Слегка приподняв брови, она насмешливо спросила:

– Вы хотите сесть в этотакси?

Я рассмеялся:

– Если оно меня повезет.

– А! Ну о чем разговор. – И она пошла волнующей походкой на таких тоненьких шпильках, каких я не видел с конца пятидесятых годов.

Я нагнулся к шоферу, щуплому бородачу лет тридцати пяти. Он подсчитывал выручку и едва взглянул на меня, так ему не хотелось вступать в разговор.

– Вы не подбросите до центра?

– Почему я должен ехать в центр?

– А почему нет?

Спрятав деньги, он посмотрел на меня:

– Куда вам в центре?

– Куда… – я быстро соображал, – не подбросите до Девяностой шестой?

Я догадался, что машина не зарегистрирована и он ездит без прав и без технического талона.

– Могу, только это невыгодно. Обратно никого не найду.

Я давно знал, что 96-я разделяет два разных мира, но сейчас это вылетело из головы – мне отчаянно не хотелось признавать очевидность демаркационной линии.

– Я заплачу вдвойне, чтобы вам было не накладно.

Он задумался, уставившись в ветровое стекло, затем кивнул. Я открыл дверцу. Сиденье лежало на полу машины, отдельно от спинки. Я постарался приладить его, но все равно сидеть было низко и неудобно. Из-под обивки торчала резиновая прокладка, как будто ее клевали цыплята. На одной дверце не было ручек. Мы медленно тронулись в сторону центра. Я был счастлив.

– Ну и машина, – сказал я.

– Машина! Это не машина, а история. – Его замечание оказалось тоньше, чем я предполагал. – Как вы здесь очутились? – неожиданно спросил он с ноткой недоумения в голосе.

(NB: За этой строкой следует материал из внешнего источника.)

use super::*;

#[test]
fn no_command_is_none() {
    let cli = Cli::try_parse_from(["campusnav-cli"]).expect("expected valid cli args");
    assert!(cli.command.is_none());
}

#[test]
fn parses_locations_command() {
    let cli =
        Cli::try_parse_from(["campusnav-cli", "locations"]).expect("expected valid cli args");
    assert!(matches!(cli.command, Some(Commands::Locations)));
}

#[test]
fn parses_check_config_with_path_overrides() {
    let cli = Cli::try_parse_from([
        "campusnav-cli",
        "check-config",
        "--config",
        "conf.xml",
        "--locations",
        "locs.xml",
    ])
    .expect("expected valid cli args");
    assert!(matches!(cli.command, Some(Commands::CheckConfig)));
    assert_eq!(cli.config, Some(PathBuf::from("conf.xml")));
    assert_eq!(cli.locations, Some(PathBuf::from("locs.xml")));
}

#[test]
fn parses_suggest_keys() {
    let cli = Cli::try_parse_from(["campusnav-cli", "suggest", "li", "--keys", "down,down,enter"])
        .expect("expected valid cli args");
    match cli.command {
        Some(Commands::Suggest { query, keys }) => {
            assert_eq!(query, "li");
            assert_eq!(
                keys,
                vec![FieldKey::ArrowDown, FieldKey::ArrowDown, FieldKey::Enter]
            );
        }
        other => panic!("unexpected command: {other:?}"),
    }
}

#[test]
fn rejects_unknown_key() {
    let result = Cli::try_parse_from(["campusnav-cli", "suggest", "li", "--keys", "space"]);
    assert!(result.is_err());
}

#[test]
fn parses_route_with_waypoints_in_order() {
    let cli = Cli::try_parse_from([
        "campusnav-cli",
        "route",
        "Gym",
        "Lab",
        "--via",
        "Library",
        "--via",
        "Student Center",
        "--json",
    ])
    .expect("expected valid cli args");
    match cli.command {
        Some(Commands::Route {
            start,
            end,
            via,
            plan_only,
            json,
        }) => {
            assert_eq!(start, "Gym");
            assert_eq!(end, "Lab");
            assert_eq!(via, vec!["Library", "Student Center"]);
            assert!(!plan_only);
            assert!(json);
        }
        other => panic!("unexpected command: {other:?}"),
    }
}

#[test]
fn route_requires_both_endpoints() {
    assert!(Cli::try_parse_from(["campusnav-cli", "route", "Gym"]).is_err());
}
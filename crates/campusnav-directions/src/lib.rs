//! Client for the external walking-directions service.

pub mod client;
pub mod error;
mod retry;
pub mod types;

pub use client::{DirectionsClient, MAX_SERVICE_WAYPOINTS};
pub use error::DirectionsError;
pub use types::{DirectionsResponse, LatLng, Leg, Route, Step, TextValue};
//! State of the route form: start and end fields plus 0..=8 waypoint slots.

use serde::{Deserialize, Serialize};

use crate::error::NavError;
use crate::reconcile::Reconciliation;

/// The directions service accepts ten locations per request: start, end and
/// at most this many waypoints.
pub const WAYPOINT_MAX: usize = 8;

/// Ordered waypoint input fields, numbered from 1 for display.
#[derive(Debug, Clone, Default, PartialEq, Eq, Serialize, Deserialize)]
#[serde(try_from = "Vec<String>", into = "Vec<String>")]
pub struct WaypointSlots {
    values: Vec<String>,
}

impl TryFrom<Vec<String>> for WaypointSlots {
    type Error = NavError;

    fn try_from(values: Vec<String>) -> Result<Self, Self::Error> {
        Self::from_values(values)
    }
}

impl From<WaypointSlots> for Vec<String> {
    fn from(slots: WaypointSlots) -> Self {
        slots.values
    }
}

impl WaypointSlots {
    /// Slots pre-filled with `values`.
    ///
    /// # Errors
    ///
    /// Returns [`NavError::WaypointLimit`] for more than [`WAYPOINT_MAX`] values.
    pub fn from_values<I, S>(values: I) -> Result<Self, NavError>
    where
        I: IntoIterator<Item = S>,
        S: Into<String>,
    {
        let values: Vec<String> = values.into_iter().map(Into::into).collect();
        if values.len() > WAYPOINT_MAX {
            return Err(NavError::WaypointLimit { max: WAYPOINT_MAX });
        }
        Ok(Self { values })
    }

    #[must_use]
    pub fn values(&self) -> &[String] {
        &self.values
    }

    #[must_use]
    pub fn len(&self) -> usize {
        self.values.len()
    }

    #[must_use]
    pub fn is_empty(&self) -> bool {
        self.values.is_empty()
    }

    #[must_use]
    pub fn can_add(&self) -> bool {
        self.values.len() < WAYPOINT_MAX
    }

    #[must_use]
    pub fn can_remove(&self) -> bool {
        !self.values.is_empty()
    }

    /// Appends an empty slot and returns its 1-based number.
    ///
    /// # Errors
    ///
    /// Returns [`NavError::WaypointLimit`] when all slots are in use.
    pub fn add(&mut self) -> Result<usize, NavError> {
        if !self.can_add() {
            return Err(NavError::WaypointLimit { max: WAYPOINT_MAX });
        }
        self.values.push(String::new());
        Ok(self.values.len())
    }

    /// Removes the last slot, returning its content.
    pub fn remove_last(&mut self) -> Option<String> {
        self.values.pop()
    }

    /// Sets the text of slot `number` (1-based). Returns `false` if there is
    /// no such slot.
    pub fn set(&mut self, number: usize, value: impl Into<String>) -> bool {
        match number.checked_sub(1).and_then(|i| self.values.get_mut(i)) {
            Some(slot) => {
                *slot = value.into();
                true
            }
            None => false,
        }
    }

    /// Label shown next to slot `number`.
    #[must_use]
    pub fn label(number: usize) -> String {
        format!("Destination {number}")
    }

    /// Commits a successful reconciliation: the slots become exactly the
    /// resolved display names, renumbered from 1. An unsuccessful one leaves
    /// the slots as the user typed them. Returns whether the slots changed.
    pub fn apply(&mut self, reconciliation: &Reconciliation<'_>) -> bool {
        if !reconciliation.is_valid() {
            return false;
        }
        self.values = reconciliation.resolved_names();
        true
    }
}

/// Raw contents of the route form.
#[derive(Debug, Clone, Default, PartialEq, Eq, Serialize, Deserialize)]
pub struct RouteForm {
    #[serde(default)]
    pub start: String,
    #[serde(default)]
    pub end: String,
    #[serde(default)]
    pub waypoints: WaypointSlots,
}

impl RouteForm {
    #[must_use]
    pub fn new(start: impl Into<String>, end: impl Into<String>) -> Self {
        Self {
            start: start.into(),
            end: end.into(),
            waypoints: WaypointSlots::default(),
        }
    }

    /// Exchanges the start and end field values.
    pub fn swap_endpoints(&mut self) {
        std::mem::swap(&mut self.start, &mut self.end);
    }
}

У него была странного цвета кожа с каким-то сероватым налетом. Казалось, он смертельно устал. Мое внимание привлекли длинные тонкие пальцы с желтоватыми, плоскими, овальными, безупречно чистыми ногтями. На нем были два вывязанных спереди крупным рисунком свитера, и он вел машину, вцепившись обеими руками в руль, будто боялся, что она в любой момент может выйти из повиновения.

– Читал лекцию в колледже, – объяснил я.

Мы молча проехали квартал. Он опять спросил:

– О чем?

– О театре. Я пишу пьесы.

Миновали еще квартал.

– А в Колумбийском университете не читали?

– Читал, но только несколько лет назад. А что?

Мы проехали молча еще квартал, прежде чем он разговорился.

– Я преподавал там социологию.

Разве я был не прав, что не спешил убежать отсюда?

– Правительство закрыло нашу программу, так что теперь я вожу такси.

– И как, хватает на жизнь?

– Так, чтобы сразу не умереть.

– А что у вас была за программа?

– Я изучал положение эфиопов в Нью-Йорке, я сам эфиоп.

– Родились там?

– Да. Но живу здесь. Я военнообязанный, и, как только сойду с самолета, меня сразу заберут в армию.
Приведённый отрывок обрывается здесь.